Group: alt.philosophy · Group Profile
Author: Immortalist
Date: May 17, 2008 10:54

On May 17, 8:29 am, saint7pe...@hotmail.com wrote:
> On May 17, 7:46 am, Emma newsguy.com> wrote:
>
>> Well since the Enlightenment we have had wars and
>> revolutions, two world wars and the Cold War.
>
>> No doubt you will somehow still blame all of that on
>> religion though.
>
>>>to say the religion is wrong?  I think the act is wrong and immoral. But
>>>such religions will eventually die out in this modern world as their
>>>practitioners end up in jail.
>
>> That is a bizarre answer. You're not able to say
>> that a murderous religion is wrong??
>
>>>>> There
>>>>> are many paths to the Godhead, of which ours are but two.
>
>>>> I see.
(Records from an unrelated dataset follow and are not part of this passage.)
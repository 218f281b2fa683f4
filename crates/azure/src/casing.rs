//! Key casing between module arguments (snake_case) and ARM bodies (camelCase).

use serde_json::{Map as JsonMap, Value as Json};

pub fn snake_to_camel(s: &str) -> String {
    let mut out = String::with_capacity(s.len());
    let mut upper = false;
    for c in s.chars() {
        if c == '_' {
            upper = !out.is_empty();
        } else if upper {
            out.extend(c.to_uppercase());
            upper = false;
        } else {
            out.push(c);
        }
    }
    out
}

pub fn snake_to_pascal(s: &str) -> String {
    let camel = snake_to_camel(s);
    let mut chars = camel.chars();
    match chars.next() {
        Some(first) => first.to_uppercase().chain(chars).collect(),
        None => camel,
    }
}

pub fn camel_to_snake(s: &str) -> String {
    let chars: Vec<char> = s.chars().collect();
    let mut out = String::with_capacity(s.len() + 4);
    for (i, &c) in chars.iter().enumerate() {
        if c.is_uppercase() {
            let prev = if i > 0 { Some(chars[i - 1]) } else { None };
            let next = chars.get(i + 1).copied();
            let boundary = match prev {
                Some(p) if p.is_lowercase() || p.is_ascii_digit() => true,
                Some(p) if p.is_uppercase() => next.is_some_and(|n| n.is_lowercase()),
                _ => false,
            };
            if boundary && !out.ends_with('_') {
                out.push('_');
            }
            out.extend(c.to_lowercase());
        } else {
            out.push(c);
        }
    }
    out
}

/// Rewrites every mapping key in the tree with `f`; values are left alone.
pub fn transform_keys(v: &Json, f: &dyn Fn(&str) -> String) -> Json {
    match v {
        Json::Object(m) => {
            let mut out = JsonMap::new();
            for (k, val) in m {
                out.insert(f(k), transform_keys(val, f));
            }
            Json::Object(out)
        }
        Json::Array(items) => Json::Array(items.iter().map(|i| transform_keys(i, f)).collect()),
        other => other.clone(),
    }
}

pub fn to_camel_tree(v: &Json) -> Json {
    transform_keys(v, &snake_to_camel)
}

pub fn to_snake_tree(v: &Json) -> Json {
    transform_keys(v, &camel_to_snake)
}

#[cfg(test)]
mod tests {
    use super::*;
    use serde_json::json;

    #[test]
    fn snake_and_camel() {
        assert_eq!(snake_to_camel("resource_group"), "resourceGroup");
        assert_eq!(snake_to_camel("start_ip_address"), "startIpAddress");
        assert_eq!(snake_to_camel("name"), "name");
        assert_eq!(snake_to_pascal("lab_vms_shutdown"), "LabVmsShutdown");
        assert_eq!(camel_to_snake("provisioningState"), "provisioning_state");
        assert_eq!(camel_to_snake("startIpAddress"), "start_ip_address");
        assert_eq!(camel_to_snake("HTTPListeners"), "http_listeners");
        assert_eq!(camel_to_snake("maxSizeBytes"), "max_size_bytes");
        assert_eq!(camel_to_snake("id"), "id");
    }

    #[test]
    fn trees_are_rewritten_recursively() {
        let v = json!({"ssl_policy": {"min_protocol_version": "TLSv1_2"}, "rules": [{"rule_type": "Basic"}]});
        assert_eq!(
            to_camel_tree(&v),
            json!({"sslPolicy": {"minProtocolVersion": "TLSv1_2"}, "rules": [{"ruleType": "Basic"}]})
        );
        assert_eq!(to_snake_tree(&to_camel_tree(&v)), v);
    }
}
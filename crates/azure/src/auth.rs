use secrecy::{ExposeSecret, SecretString};
use serde::Deserialize;
use std::time::{Duration, Instant};
use tokio::sync::Mutex;
use tracing::debug;

use crate::config::Credentials;
use crate::error::{AzureError, Result};

const MANAGEMENT_SCOPE: &str = "https://management.azure.com/.default";
/// Tokens are refreshed this long before they expire.
const EXPIRY_SLACK: Duration = Duration::from_secs(120);

#[derive(Deserialize)]
struct TokenResponse {
    access_token: String,
    #[serde(default)]
    expires_in: Option<u64>,
}

struct CachedToken {
    token: SecretString,
    expires_at: Instant,
}

/// Hands out bearer tokens, fetching and caching them for service principals.
pub struct TokenProvider {
    credentials: Credentials,
    authority: String,
    cache: Mutex<Option<CachedToken>>,
}

impl TokenProvider {
    pub fn new(credentials: Credentials, authority: impl Into<String>) -> Self {
        Self { credentials, authority: authority.into(), cache: Mutex::new(None) }
    }

    pub async fn token(&self, http: &reqwest::Client) -> Result<SecretString> {
        let (tenant, client_id, secret) = match &self.credentials {
            Credentials::AccessToken(t) => return Ok(t.clone()),
            Credentials::ServicePrincipal { tenant, client_id, secret } => (tenant, client_id, secret),
        };
        let mut cache = self.cache.lock().await;
        if let Some(c) = cache.as_ref() {
            if c.expires_at > Instant::now() + EXPIRY_SLACK {
                return Ok(c.token.clone());
            }
        }
        let url = format!("{}/{}/oauth2/v2.0/token", self.authority, tenant);
        debug!(%url, client_id = %client_id, "requesting management token");
        let resp = http
            .post(&url)
            .form(&[
                ("grant_type", "client_credentials"),
                ("client_id", client_id.as_str()),
                ("client_secret", secret.expose_secret().as_str()),
                ("scope", MANAGEMENT_SCOPE),
            ])
            .send()
            .await?;
        let status = resp.status();
        if !status.is_success() {
            let body = resp.text().await.unwrap_or_default();
            return Err(AzureError::Auth(format!("token endpoint returned {}: {}", status, body.trim())));
        }
        let parsed: TokenResponse = resp.json().await.map_err(|e| AzureError::Auth(e.to_string()))?;
        let token = SecretString::new(parsed.access_token);
        *cache = Some(CachedToken {
            token: token.clone(),
            expires_at: Instant::now() + Duration::from_secs(parsed.expires_in.unwrap_or(3600)),
        });
        Ok(token)
    }
}

#[cfg(test)]
mod tests {
    use super::*;
    use serde_json::json;
    use wiremock::matchers::{body_string_contains, method, path};
    use wiremock::{Mock, MockServer, ResponseTemplate};

    fn principal() -> Credentials {
        Credentials::ServicePrincipal {
            tenant: "tenant-1".into(),
            client_id: "app".into(),
            secret: SecretString::new("s3cret".into()),
        }
    }

    #[tokio::test]
    async fn service_principal_token_is_cached() {
        let server = MockServer::start().await;
        Mock::given(method("POST"))
            .and(path("/tenant-1/oauth2/v2.0/token"))
            .and(body_string_contains("grant_type=client_credentials"))
            .respond_with(ResponseTemplate::new(200).set_body_json(json!({"access_token": "abc", "expires_in": 3599})))
            .expect(1)
            .mount(&server)
            .await;
        let provider = TokenProvider::new(principal(), server.uri());
        let http = reqwest::Client::new();
        assert_eq!(provider.token(&http).await.unwrap().expose_secret(), "abc");
        assert_eq!(provider.token(&http).await.unwrap().expose_secret(), "abc");
    }

    #[tokio::test]
    async fn rejected_credentials_are_auth_errors() {
        let server = MockServer::start().await;
        Mock::given(method("POST"))
            .respond_with(ResponseTemplate::new(401).set_body_string("invalid_client"))
            .mount(&server)
            .await;
        let provider = TokenProvider::new(principal(), server.uri());
        match provider.token(&reqwest::Client::new()).await {
            Err(AzureError::Auth(m)) => assert!(m.contains("invalid_client")),
            other => panic!("unexpected {:?}", other.map(|_| ())),
        }
    }
}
So human sacrifice is just another path to God?
>
>>>It's not my path, and it's not your path.  Who are we to say?  What
>>>gives you the certainty that it isn't?
>
>> The belief that murder is wrong.
>
> You are inconsistent and willfully ignorant, in the light of the
> following:
>

snipped examples
> New Testament
>
>
> Old Testament
>

More examples snipped
> Atrocious Acts of JHVH EL through Moses in the Old Testament
>

the environment that molded the human brain through natural selection
is drastically different than the world humans currently live in

In evolutionary biology, reciprocal altruism is a form of altruism in
which one organism provides a benefit to another in the expectation of
future reciprocation [a human impulse towards fairness may be an
instinctual bias]

Ostracism was a procedure ...where a prominent citizen could be
expelled & Shunning ...the act of deliberately avoiding association
with, and habitually keeping away from an individual or group... [may
both be instinctual biases in humans]

free riders are actors who consume more than their fair share of a
resource, or shoulder less than a fair share of the costs [may have
resulted in alignment of other human biases and nueral structures into
forms of punishment]

a universal moral grammar, built into the brains of all humans. The
grammar is a set of principles that operate on the basis of the causes
and consequences of action. Thus, in the same way that we are endowed
with a language faculty that consists of a universal toolkit for
building possible languages, we are also endowed with a moral faculty
that consists of a universal toolkit for building possible moral
systems.

hence it may be hypocrytical to point out some past application, but
it may be hypocrytical to point that out, I don't know...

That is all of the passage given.